Filed under: Books/Film/Music/Art,People,Rant,Society & Intellect — Jane @ 8:50 pm

not fond at the moment. of (m)any.

BUT fleur de mal is gorgeous. never read the french before; blowing my mind.
ah, baudelaire…one for whom my fondness will never wane. je t’aime, mon ami.

16 July 2006

Filed under: Meaningful nonsense,observation,People,question,Rant — Jane @ 7:12 pm

i live, mentally, too far inside the head of an ancient _____ [greek/roman/barbarian/whatever….]. some part of me grabbed onto the concept of fate-as-truth, fate-as-meaning, when my soul and being (the part that stays static, that is) was just starting to poke its little head through its little white crackly shell. and now i’m stuck with it, as powerless to change it as aristotle was to foresee the coming of strip malls and the religious right.

and on a related note, a few words about sincerity.
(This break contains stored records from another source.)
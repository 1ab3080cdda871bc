//! Declarative validation-and-processing pipeline for note synchronization.
//!
//! A [`Contract`] declares the fields of one business object and the validator for each;
//! a [`Processor`] runs it against untyped JSON records, aggregating per-field error codes
//! from the [`ErrorCode`] catalog and committing through a [`Repository`] only when every
//! check passed.

mod authentication;
pub mod checks;
mod codes;
mod engine;
mod field;
mod note;
mod note_content;
mod repository;
pub mod sync;
mod top_level;

#[cfg(test)]
mod test_support;

pub use authentication::*;
pub use codes::*;
pub use engine::*;
pub use field::*;
pub use note::*;
pub use note_content::*;
pub use repository::*;
pub use top_level::*;

/// Defects and integrity violations. Never rendered as a validation code; these abort the
/// whole request.
#[derive(thiserror::Error, Debug)]
pub enum ContractError {
    #[error("contract {contract} is single use and was already invoked")]
    SingleUseViolation { contract: &'static str },
    #[error("contract {contract} has no fields to validate")]
    NoFields { contract: &'static str },
    #[error("contract {contract} has no validator for field {field}")]
    UnknownField {
        contract: &'static str,
        field: String,
    },
    #[error("contract {contract} declares field {field} more than once")]
    DuplicateField {
        contract: &'static str,
        field: String,
    },
    #[error("contract {contract} reached commit without {what}")]
    MissingContext {
        contract: &'static str,
        what: &'static str,
    },
    #[error("integrity violation: {0}")]
    Integrity(String),
    #[error("repository failure: {0}")]
    Repository(#[from] anyhow::Error),
}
sincerity has always struck me as the light, the truth, and the Giant Incessantly Hammering Two-By-Four when it comes to relating with my fellow two-legged brethren. meaning: it’s the only way to be, but the only way to be is sometimes (always, on second thought) the way of masochism. undesired, unwarranted, and unintentional masochism, but masochism nonetheless. its forays into a twisted kind of loving sadomasochism can be entertaining at times, and provide endless hours of self-revelatory ramblings of self&other-deprecation, leading yours truly to the possession of an all-too-occassional envy of the happily dishonest, ignorant or apethetic; but in the end, i have to admit that i’m destined to live every waking hour babbling my Truths, regardless of the fracturing of world-as-i-be-it they cause. what choice do i have? living, as i do, in the grip of Fate and Destiny themselves, the Forms of forms?

11 July 2006

the worst, she said, is silence.

silence equals madness. madness equals denotation and following, disintegration. alexandria tumbles to the ground, but in the head. structure and form twining fluid and formless between and then into the other’s arms of iron. no paeons to angles and lines embedded in painted shiftings of butterfly wings, say i, if my eyes are sight and blindness one.

if something so small and weightless as silence can shift the balance of the moon i see tonight through panes of shuttered glass.